Types of Ebike Motors:
We currently only offer ebikes with geared hub motors in the rear wheel. This will give you an overview of geared hub motors and how they work in our Roadster V2, CORE-5, 500 Series, 700 Series and LMT'D. We will also cover 2 other common types of motors. The mid-drive and the direct drive hub motor.
Soon (relative term) we will be releasing our Prodigy, a gorgeous Brose mid-drive motor that could not be smoother (Brose designs the motor, controller, display, and all settings for the torque sensor, so it is dialed in!). You can see the internals for this mid-drive below:
Geared hub motors: Provide good low end torque and hill climbing ability. Inside they will have internal gears, bearings, magnets and copper windings as you can see in this stator replacement video. They provide very little resistance, so whether you are coasting or utilizing the PAS or throttle, there will not be any excessive friction slowing you down.
Mid-drive motors: Like the one shown above, these motors have the best hill climbing ability. There are some things to be aware of though, with a mid-drive, it is more critical that you are in the correct gear. You can also cause excessive wear and tear on the chain if riding to aggressively and/or in the wrong gear. Since the chain and cassette is used by the mid-drive, if the chain breaks, you will be walking home. Where as hub motors do not use the chain, so you could power home if you still have some juice in your battery.
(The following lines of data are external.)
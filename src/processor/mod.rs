//! Task processor: decode, dispatch, send exactly one result.
//!
//! The [`TaskProcessorBuilder`] provides a fluent API for registering
//! handlers. The [`TaskProcessor`] runs each task through:
//! 1. Payload size check
//! 2. Request decode (method name, arguments, data dependencies)
//! 3. Handler dispatch by method name (or the fallback handler)
//! 4. One `send_result` call to the first expected result identifier
//!
//! A processor built without any handler echoes the payload back.
//!
//! # Example
//!
//! ```
//! use armonik_worker::processor::{MemorySink, Task, TaskProcessor};
//! use bytes::Bytes;
//!
//! # tokio_test_block(async {
//! let processor = TaskProcessor::builder()
//!     .handle("reverse", |request, _ctx| async move {
//!         let mut out = request.arguments().to_vec();
//!         out.reverse();
//!         Ok(Bytes::from(out))
//!     })
//!     .build();
//!
//! let sink = MemorySink::new();
//! let task = Task::new(&b"00000007reverse00000003abc"[..], vec!["r1".into()]);
//! let status = processor.process(&task, &sink).await;
//!
//! assert!(status.is_ok());
//! assert_eq!(&sink.results().await[0].1[..], b"cba");
//! # });
//! # fn tokio_test_block<F: std::future::Future>(f: F) {
//! #     tokio::runtime::Builder::new_current_thread().build().unwrap().block_on(f);
//! # }
//! ```

mod state;
mod task;

use std::future::Future;

use bytes::Bytes;
use serde::de::DeserializeOwned;
use serde::Serialize;
use tracing::Instrument;

use crate::error::{Result, WorkerError};
use crate::handler::{EchoHandler, Handler, HandlerRegistry, HandlerResult, TaskContext};
use crate::protocol::{Request, DEFAULT_MAX_PAYLOAD_SIZE};

pub use state::{ProcessStatus, TaskOutcome, TaskState};
pub use task::{MemorySink, ResultSink, Task};

use state::Execution;

/// Default worker name used in log spans.
pub const DEFAULT_WORKER_NAME: &str = "armonik-worker";

/// Processor settings.
#[derive(Debug, Clone, PartialEq, Eq)]
pub struct ProcessorConfig {
    /// Payloads larger than this are rejected before decoding.
    pub max_payload_size: usize,
    /// Name recorded on every task span.
    pub name: String,
}

impl Default for ProcessorConfig {
    fn default() -> Self {
        Self {
            max_payload_size: DEFAULT_MAX_PAYLOAD_SIZE,
            name: DEFAULT_WORKER_NAME.to_string(),
        }
    }
}

/// Builder for configuring and creating a [`TaskProcessor`].
pub struct TaskProcessorBuilder {
    registry: HandlerRegistry,
    fallback: Option<Box<dyn Handler>>,
    config: ProcessorConfig,
}

impl TaskProcessorBuilder {
    /// Create a new processor builder.
    pub fn new() -> Self {
        Self {
            registry: HandlerRegistry::new(),
            fallback: None,
            config: ProcessorConfig::default(),
        }
    }

    /// Register a handler working on the raw request.
    pub fn handle<F, Fut>(mut self, method: &str, handler: F) -> Self
    where
        F: Fn(Request, TaskContext) -> Fut + Send + Sync + 'static,
        Fut: Future<Output = HandlerResult> + Send + 'static,
    {
        self.registry.register(method, handler);
        self
    }

    /// Register a handler with MsgPack-typed arguments and result.
    pub fn handle_typed<F, T, R, Fut>(mut self, method: &str, handler: F) -> Self
    where
        F: Fn(T, TaskContext) -> Fut + Send + Sync + 'static,
        T: DeserializeOwned + Send + 'static,
        R: Serialize + Send + 'static,
        Fut: Future<Output = Result<R>> + Send + 'static,
    {
        self.registry.register_typed(method, handler);
        self
    }

    /// Use a prebuilt registry, replacing any handler registered so far.
    pub fn registry(mut self, registry: HandlerRegistry) -> Self {
        self.registry = registry;
        self
    }

    /// Handler for method names missing from the registry.
    ///
    /// Without one, unknown methods fail with `HandlerNotFound`.
    pub fn fallback<H: Handler>(mut self, handler: H) -> Self {
        self.fallback = Some(Box::new(handler));
        self
    }

    /// Set the maximum accepted payload size in bytes.
    ///
    /// Default: 1 GiB
    pub fn max_payload_size(mut self, limit: usize) -> Self {
        self.config.max_payload_size = limit;
        self
    }

    /// Set the worker name recorded on task spans.
    pub fn name(mut self, name: impl Into<String>) -> Self {
        self.config.name = name.into();
        self
    }

    /// Replace all settings at once.
    pub fn config(mut self, config: ProcessorConfig) -> Self {
        self.config = config;
        self
    }

    /// Build the processor.
    ///
    /// With no handler and no fallback, the processor echoes payloads.
    pub fn build(self) -> TaskProcessor {
        let fallback = match self.fallback {
            Some(handler) => Some(handler),
            None if self.registry.is_empty() => Some(Box::new(EchoHandler) as Box<dyn Handler>),
            None => None,
        };

        TaskProcessor {
            registry: self.registry,
            fallback,
            config: self.config,
        }
    }
}

impl Default for TaskProcessorBuilder {
    fn default() -> Self {
        Self::new()
    }
}

/// Stateless task processor.
///
/// Holds no per-task state; share it behind an `Arc` and call
/// [`run`](Self::run) concurrently for distinct tasks.
pub struct TaskProcessor {
    registry: HandlerRegistry,
    fallback: Option<Box<dyn Handler>>,
    config: ProcessorConfig,
}

impl TaskProcessor {
    /// Create a new processor builder.
    pub fn builder() -> TaskProcessorBuilder {
        TaskProcessorBuilder::new()
    }

    /// Echo processor: every task's result is its own payload.
    pub fn echo(config: ProcessorConfig) -> Self {
        Self::builder().config(config).build()
    }

    /// Processor settings.
    #[inline]
    pub fn config(&self) -> &ProcessorConfig {
        &self.config
    }

    /// Handlers registered on this processor.
    #[inline]
    pub fn registry(&self) -> &HandlerRegistry {
        &self.registry
    }

    /// Process one task and report only the status.
    pub async fn process(&self, task: &Task, sink: &dyn ResultSink) -> ProcessStatus {
        self.run(task, sink).await.status
    }

    /// Process one task and report the full outcome.
    pub async fn run(&self, task: &Task, sink: &dyn ResultSink) -> TaskOutcome {
        let span = tracing::info_span!(
            "task",
            worker = %self.config.name,
            task_id = task.task_id().unwrap_or("-"),
            session_id = task.session_id().unwrap_or("-"),
        );

        async {
            let mut execution = Execution::new();
            execution.transition(TaskState::Processing);

            tracing::info!(
                "Received task: {} payload bytes, {} expected results",
                task.payload().len(),
                task.expected_results().len()
            );

            match self.execute(task, sink).await {
                Ok(result_id) => {
                    execution.transition(TaskState::Completed);
                    tracing::info!("Task completed, result sent to {}", result_id);
                    TaskOutcome::completed(result_id)
                }
                Err(e) => {
                    execution.transition(TaskState::Failed);
                    if e.is_decode_error() {
                        tracing::error!("Task payload rejected: {}", e);
                    } else {
                        tracing::error!("Task failed: {}", e);
                    }
                    TaskOutcome::failed(&e)
                }
            }
        }
        .instrument(span)
        .await
    }

    async fn execute(&self, task: &Task, sink: &dyn ResultSink) -> Result<String> {
        let payload = task.payload();
        if payload.len() > self.config.max_payload_size {
            return Err(WorkerError::MalformedFrame(format!(
                "payload of {} bytes exceeds limit of {} bytes",
                payload.len(),
                self.config.max_payload_size
            )));
        }

        let request = Request::decode_bytes(payload)?;
        tracing::debug!(
            "Decoded request: method {}, {} argument bytes, {} data dependencies",
            request.method_name(),
            request.arguments().len(),
            request.data_dependencies().len()
        );

        let (result_id, unresolved) = task
            .expected_results()
            .split_first()
            .ok_or_else(|| WorkerError::Processing("task has no expected results".into()))?;

        let ctx = TaskContext::new(task, request.data_dependencies().to_vec());
        let output = self.dispatch(request, ctx).await?;

        sink.send_result(result_id, output).await?;

        if !unresolved.is_empty() {
            tracing::warn!(
                "Only the first expected result is produced; {} left unresolved: {}",
                unresolved.len(),
                unresolved.join(", ")
            );
        }

        Ok(result_id.clone())
    }

    async fn dispatch(&self, request: Request, ctx: TaskContext) -> Result<Bytes> {
        if self.registry.contains(request.method_name()) {
            return self.registry.dispatch(request, ctx).await;
        }

        match &self.fallback {
            Some(handler) => handler.call(request, ctx).await,
            None => Err(WorkerError::HandlerNotFound(
                request.method_name().to_string(),
            )),
        }
    }
}

impl Default for TaskProcessor {
    fn default() -> Self {
        Self::echo(ProcessorConfig::default())
    }
}
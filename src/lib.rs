//! # armonik-worker
//!
//! Rust worker SDK for ArmoniK tasks.
//!
//! A task arrives as an opaque payload plus a list of expected result
//! identifiers. The payload packs a method call as length-prefixed fields:
//!
//! ```text
//! ┌──────────┬─────────────┬──────────┬───────────┬──────────┬────────┬───
//! │ 8 hex    │ method_name │ 8 hex    │ arguments │ 8 hex    │ dep id │ ...
//! │ length   │ (UTF-8)     │ length   │ (bytes)   │ length   │ (UTF-8)│
//! └──────────┴─────────────┴──────────┴───────────┴──────────┴────────┴───
//! ```
//!
//! ## Architecture
//!
//! - **Protocol**: field framing and [`Request`] decode/encode
//! - **Handlers**: method name to handler dispatch, MsgPack-typed helpers
//! - **Processor**: one task in, exactly one result out
//! - **Config / logging**: `appsettings.json` + environment, `tracing` setup
//!
//! ## Example
//!
//! ```
//! use armonik_worker::{MemorySink, Task, TaskProcessor};
//!
//! # tokio::runtime::Builder::new_current_thread().build().unwrap().block_on(async {
//! let processor = TaskProcessor::builder()
//!     .handle_typed("add", |(a, b): (i64, i64), _ctx| async move { Ok(a + b) })
//!     .build();
//!
//! let args = armonik_worker::codec::MsgPackCodec::encode(&(40i64, 2i64)).unwrap();
//! let request = armonik_worker::Request::new("add", args, vec![]);
//! let task = Task::new(request.encode().unwrap(), vec!["result-1".into()]);
//!
//! let sink = MemorySink::new();
//! assert!(processor.process(&task, &sink).await.is_ok());
//! # });
//! ```

pub mod codec;
pub mod config;
pub mod error;
pub mod handler;
pub mod logging;
pub mod processor;
pub mod protocol;

pub use config::{ComputePlane, Configuration, Endpoint};
pub use error::{ErrorKind, Result, WorkerError};
pub use handler::{HandlerRegistry, TaskContext};
pub use logging::{LogConfig, LogFormat};
pub use processor::{
    MemorySink, ProcessStatus, ProcessorConfig, ResultSink, Task, TaskOutcome, TaskProcessor,
    TaskProcessorBuilder, TaskState,
};
pub use protocol::Request;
Direct drive hub motors: These motors are quiet and efficient once at speed and on flat ground. However, they are slow to accelerate and do not perform as well on hills. They are often larger and heavier than geared hub motors. Additionally, when coasting or pedaling with the bike off, there will be noticeable drag, On the flipside, these motors are capable of regenerative breaking (not all have it), but the battery gains seen as this time are relatively low. Many do not think the trade offs are worth it. These are the main reasons we only use Geared hub motors and Mid-drive motors at this time.
Motor Wattage Ratings
As the ebike industry grows and grows, standards are changing. Many companies used to list the nominal sustained wattage of the motor. Now more and more of them only list the peak and often do not list the brand of motor. Some of the more forthright companies will list the details in the specs, but it might further down and not noticed immediately on the model page where customers often do quick comparisons. We always strive to provide accurate information and will continue to do so. However, we must follow this trend some larger companies have created. We were reluctant to do so, however, in a quick comparison for customers shopping, we have to share the our specs in the same format that has become the industry standard. In order for proper comparisons to be made, we have simplified our motors rating. We confirmed with our suppliers of motors that they can be operated at these power ratings for a sustained period of time without issue.
- Roadster V2 - 500W Peak, 40nm torque Shengyi Geared Hub-Motor
- CORE-5, Turris, 500 Series - 750W Sustained, 60nm torque Shengyi Geared Hub-Motor (800W+ peak)
- Cafe Cruiser, 700 Series - 750W Sustained, 60nm torque Bafang Geared Hub-Motor (800W+ peak)
- LMT'D - 750W 100nm torque (MXUS) or 95nm (AKM) Geared Hub-Motor (750W nominal, 1000W peak)
- Prodigy - 250W 90nm torque Brose German Made TF Sprinter Mid-Drive Motor
- REVV 1 - 750W 95nm torque Bafang Geared Hub-Motor (1200W+ peak)
You will notice the new Prodigy has a 250W Mid-Drive motor, but it also has 90nm of Torque. Comparing a mid-drive wattage to a geared hub-motor is not apples to apples. If you want a better understanding of it, make sure you order in advanced this fall: https://ride1up.com/product/prodigy/
Another consideration to take is that whether you have the LMT'D, Café Cruiser, Prodigy, 700 Series, 500 Series or Core-5, all bikes will reach 28mph. So while one has more power available or higher wattage sent to the motor, the top speed is still the same.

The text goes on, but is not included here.